To avoid the alone-at-Christmas weepies, I figured best ti be proactive and make plans. There were two obvious options—stay in Halifax and horn in on one of my new Haligonian friend’s family festivities or go to Waterloo to either microwave a turkey pot pie (for one) or horn in on Waterloo friends’ festivities.
Uh, just no.
This odd family-less anomaly called for something completely different. So I sussed out a plan for a short pre-Christmas Ontario visit and then a venture into the nontraditional, a week in la belle province—Quebec City — over the hallowed 25th with a couple of willing girlfriends, Ruth and Claudia. By mid-October, the Christmas in Quebec City plan was signed, sealed and delivered—flights and B&Bs booked.
Queue the unpredictability factor.
Hardly a month ago, Graham wasn’t going to Bali anymore, Cary wasn’t working Christmas, and brother Brent’s plans had fallen through. The impossible was again possible. A quintessential, happy-together-family Christmas was in my sightline, except for one teeny glitch… la Français Noel escape was booked, bought and paid for.
Adapt. Embrace. And just get on the plane, damn it.
Early Monday morning, I am packed and ready to leave Halifax to catch my 8:45am flight. The plan once I land in Toronto at 10am is to take the UP train to Union Station and enjoy a full day in the city before meeting up with my sons for dinner. Course, that’s scuppered when an email pops in my Inbox saying my 8:45 flight is cancelled and rescheduled for a noon departure, albeit not to Toronto, at least not right away.
This is when I pull up the blinds to look outside my window. You see, I’d been slightly ignoring the howling outside. Confirmed… snow, wind and ice. Seems overnight and across the whole damn country, the balmy winter weather had swapped itself for a snowstorm from hell.
Okay, fine. The best laid plans and I know how to roll with the punches.
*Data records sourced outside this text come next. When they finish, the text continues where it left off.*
mod fanout;
mod query;
mod render;
mod rerank;
mod selector;

pub use query::{ParsedQuery, QueryParseError, QueryValidationResult};

use std::{
	collections::{BTreeMap, HashMap},
	time::{Duration, Instant},
};

use serde::{Deserialize, Serialize};
use time::OffsetDateTime;
use tokio_util::sync::CancellationToken;

use crate::{Error, Result, SearchService};

#[derive(Clone, Debug, Default, PartialEq, Serialize, Deserialize)]
#[serde(rename_all = "camelCase")]
pub struct SearchRequest {
	pub query: String,
	#[serde(default, skip_serializing_if = "Vec::is_empty")]
	pub nodes: Vec<String>,
	#[serde(default, skip_serializing_if = "Vec::is_empty")]
	pub exclude_nodes: Vec<String>,
	/// `indexId` matches that index on every node; `nodeId:indexId` matches one node only.
	#[serde(default, skip_serializing_if = "Vec::is_empty")]
	pub search_indexes: Vec<String>,
	#[serde(default, skip_serializing_if = "Vec::is_empty")]
	pub exclude_indexes: Vec<String>,
	#[serde(default, skip_serializing_if = "Option::is_none")]
	pub limit: Option<i64>,
	#[serde(default, skip_serializing_if = "Option::is_none")]
	pub offset: Option<i64>,
	#[serde(default, skip_serializing_if = "Option::is_none")]
	pub min_relevance: Option<f32>,
	#[serde(default, skip_serializing_if = "Option::is_none")]
	pub max_results_per_node: Option<u32>,
	/// Replaces the configured weight of each listed node.
	#[serde(default, skip_serializing_if = "Option::is_none")]
	pub node_weights: Option<HashMap<String, f32>>,
	#[serde(default)]
	pub snippet_only: bool,
	#[serde(default, skip_serializing_if = "Option::is_none")]
	pub snippet_length: Option<u32>,
	#[serde(default, skip_serializing_if = "Option::is_none")]
	pub max_snippets_per_result: Option<u32>,
	#[serde(default)]
	pub highlight: bool,
	#[serde(default)]
	pub wait_for_indexing: bool,
	#[serde(default, skip_serializing_if = "Option::is_none")]
	pub timeout_seconds: Option<u64>,
}
impl SearchRequest {
	pub fn new(query: impl Into<String>) -> Self {
		Self { query: query.into(), ..Default::default() }
	}
}

#[derive(Clone, Debug, PartialEq, Serialize, Deserialize)]
#[serde(rename_all = "camelCase")]
pub struct SearchResult {
	pub id: String,
	pub node_id: String,
	pub relevance: f32,
	pub title: String,
	pub description: String,
	pub content: String,
	pub mime_type: String,
	#[serde(with = "km_domain::time_serde")]
	pub created_at: OffsetDateTime,
	pub tags: Vec<String>,
	pub metadata: BTreeMap<String, String>,
	#[serde(default, skip_serializing_if = "Vec::is_empty")]
	pub matched_terms: Vec<String>,
}

#[derive(Clone, Debug, PartialEq, Eq, Serialize, Deserialize)]
#[serde(rename_all = "camelCase")]
pub struct NodeTiming {
	pub node_id: String,
	/// Milliseconds.
	pub search_time: u64,
}

#[derive(Clone, Debug, Default, PartialEq, Eq, Serialize, Deserialize)]
#[serde(rename_all = "camelCase")]
pub struct SearchMetadata {
	pub nodes_requested: usize,
	pub nodes_searched: usize,
	/// Milliseconds.
	pub execution_time: u64,
	pub node_timings: Vec<NodeTiming>,
	pub warnings: Vec<String>,
}

#[derive(Clone, Debug, PartialEq, Serialize, Deserialize)]
#[serde(rename_all = "camelCase")]
pub struct SearchResponse {
	pub query: String,
	/// Results above the relevance threshold, before pagination.
	pub total_results: usize,
	pub results: Vec<SearchResult>,
	pub metadata: SearchMetadata,
}

struct SearchOptions {
	limit: usize,
	offset: usize,
	min_relevance: f32,
	max_results_per_node: usize,
	timeout: Duration,
	snippet_length: usize,
	max_snippets: usize,
}

impl SearchService {
	/// Runs one query across every selected node and index.
	///
	/// Index failures and timeouts become warnings. Only invalid requests, invalid queries and
	/// cancellation fail the call.
	pub async fn search(
		&self,
		req: SearchRequest,
		cancel: CancellationToken,
	) -> Result<SearchResponse> {
		let started = Instant::now();
		let options = resolve_options(self, &req)?;
		let parsed = ParsedQuery::parse(&req.query)
			.map_err(|err| Error::InvalidQuery { message: err.message, position: err.position })?;

		if cancel.is_cancelled() {
			return Err(Error::Cancelled);
		}

		let catalog: Vec<(String, Vec<String>)> =
			self.nodes().map(|node| (node.id().to_string(), node.index_ids())).collect();
		let plan = selector::plan(
			&catalog,
			&selector::Selection {
				nodes: &req.nodes,
				exclude_nodes: &req.exclude_nodes,
				indexes: &req.search_indexes,
				exclude_indexes: &req.exclude_indexes,
				default_nodes: &self.cfg.search.default_nodes,
			},
		);
		let mut targets = Vec::with_capacity(plan.targets.len());

		for target in plan.targets {
			let node = self.node(&target.node_id)?;

			targets.push(fanout::Target { node: node.clone(), index_ids: target.index_ids });
		}

		tracing::info!(
			query = %req.query,
			nodes = targets.len(),
			has_text = parsed.has_text(),
			"Search started."
		);

		let outcome = fanout::run(
			targets,
			&parsed,
			&fanout::Settings {
				timeout: options.timeout,
				max_results_per_node: options.max_results_per_node,
				wait_for_indexing: req.wait_for_indexing,
			},
			&cancel,
		)
		.await?;

		if cancel.is_cancelled() {
			return Err(Error::Cancelled);
		}

		let mut node_weights = self.cfg.reranking.node_weights.clone();

		if let Some(overrides) = &req.node_weights {
			node_weights.extend(overrides.iter().map(|(node, weight)| (node.clone(), *weight)));
		}

		let ranked = rerank::rerank(
			outcome.hits,
			&rerank::Weights {
				nodes: &node_weights,
				indexes: &self.cfg.reranking.index_weights,
				multipliers: &self.cfg.reranking.diminishing_multipliers,
			},
			options.min_relevance,
		);
		let total_results = ranked.len();
		let render_options = render::RenderOptions {
			snippet_only: req.snippet_only,
			snippet_length: options.snippet_length,
			max_snippets: options.max_snippets,
			highlight: req.highlight,
			prefix: &self.cfg.search.highlight_prefix,
			suffix: &self.cfg.search.highlight_suffix,
		};
		let results: Vec<SearchResult> = ranked
			.into_iter()
			.skip(options.offset)
			.take(options.limit)
			.map(|result| render::render(result, &render_options))
			.collect();
		let mut warnings = plan.warnings;

		warnings.extend(outcome.warnings);

		let metadata = SearchMetadata {
			nodes_requested: outcome.nodes_requested,
			nodes_searched: outcome.nodes_searched,
			execution_time: elapsed_ms(started.elapsed()),
			node_timings: outcome.node_timings,
			warnings,
		};

		tracing::info!(
			total_results,
			returned = results.len(),
			nodes_requested = metadata.nodes_requested,
			nodes_searched = metadata.nodes_searched,
			execution_ms = metadata.execution_time,
			"Search finished."
		);

		Ok(SearchResponse { query: req.query, total_results, results, metadata })
	}

	/// Parses `query` without touching any index.
	pub fn validate_query(&self, query: &str) -> QueryValidationResult {
		query::validate(query)
	}
}

fn resolve_options(service: &SearchService, req: &SearchRequest) -> Result<SearchOptions> {
	let defaults = &service.cfg.search;
	let limit = req.limit.unwrap_or(i64::from(defaults.limit));
	let offset = req.offset.unwrap_or(i64::from(defaults.offset));
	let min_relevance = req.min_relevance.unwrap_or(defaults.min_relevance);

	if req.query.trim().is_empty() {
		return Err(invalid("query must be non-empty."));
	}
	if limit < 0 {
		return Err(invalid("limit must be zero or greater."));
	}
	if offset < 0 {
		return Err(invalid("offset must be zero or greater."));
	}
	if !min_relevance.is_finite() || !(0.0..=1.0).contains(&min_relevance) {
		return Err(invalid("minRelevance must be between 0.0 and 1.0."));
	}
	if let Some(weights) = &req.node_weights
		&& weights.values().any(|weight| !weight.is_finite() || *weight < 0.0)
	{
		return Err(invalid("nodeWeights must be finite and zero or greater."));
	}

	let max_results_per_node = req.max_results_per_node.unwrap_or(defaults.max_results_per_node);
	let timeout_seconds = req.timeout_seconds.unwrap_or(defaults.timeout_seconds);
	let snippet_length = req.snippet_length.unwrap_or(defaults.snippet_length);
	let max_snippets = req.max_snippets_per_result.unwrap_or(defaults.max_snippets_per_result);

	if max_results_per_node == 0 {
		return Err(invalid("maxResultsPerNode must be greater than zero."));
	}
	if timeout_seconds == 0 {
		return Err(invalid("timeoutSeconds must be greater than zero."));
	}
	if snippet_length == 0 || max_snippets == 0 {
		return Err(invalid("snippetLength and maxSnippetsPerResult must be greater than zero."));
	}

	Ok(SearchOptions {
		limit: usize::try_from(limit).unwrap_or(usize::MAX),
		offset: usize::try_from(offset).unwrap_or(usize::MAX),
		min_relevance,
		max_results_per_node: max_results_per_node as usize,
		timeout: Duration::from_secs(timeout_seconds),
		snippet_length: snippet_length as usize,
		max_snippets: max_snippets as usize,
	})
}

fn invalid(message: &str) -> Error {
	Error::InvalidRequest { message: message.to_string() }
}

fn elapsed_ms(elapsed: Duration) -> u64 {
	u64::try_from(elapsed.as_millis()).unwrap_or(u64::MAX)
}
I mentally rejig my expectations for the day, and then I unpack my tidy, sensible carry on and exchange it for a giant suitcase with twice as many clothes since I have time to second-guess. Plus, I have some hours to kill before my new flight time.
At noon, giant suitcase in tow, I catch the rescheduled flight (on a prop, no less), land in Ottawa a couple hours later, deplane and wait two hours for the second flight to Toronto. At least I get a window seat, though all I can see outside is whirls and swirls of whiteness.
By the time I land, retrieve my suitcase, execute my UP train/subway combo and reach my son Graham’s flat, it’s dark, I’m pooped, and it feels like pumpkin time. I crash in seconds.
Tuesday morning. My eyes pop open at 4:30am, Ontario time.
Refusing to rise two hours before the sun, I toss and turn. At 5am, I give up on sleep and stumble my way to Graham’s kitchen, one goal in mind… caffeine.
Eyes barely open, I nose through the cupboards, find the coffee grinder and then snatch the bag of Laughing Whale coffee beans I’d brought along, all the way from Halifax. I open the bag and breath in the earthy scent of my favourite elixir, an important part of the coffee-making ritual. In about ten minutes, the coffee plan goes awry.
Below follows the recipe for how not to make coffee at 5am…
1 tired mother
1 electric kettle
Fill kettle and place on stove. Grind beans and put in filter. Stand in kitchen (half asleep) and wait for kettle to boil, with back to stove. Smell smoke. See smoke.
Turn around and see kettle is actually electric and plastic base is melting onto red-hot burner. Grab kettle and throw outside onto balcony. Leave balcony door open, letting sub-zero arctic gales into kitchen while waving noxious fumes out the door with hands.
Make moans and ministrations while loudly proclaiming, “Stupid. Stupid. I’m so stupid.” Wait for son to rush into kitchen, mentally preparing apology with usual ma-is-over-50 excuse in mind.
“Ma!! What’s going on?” yells Graham when he rushes into the smoke-filled kitchen.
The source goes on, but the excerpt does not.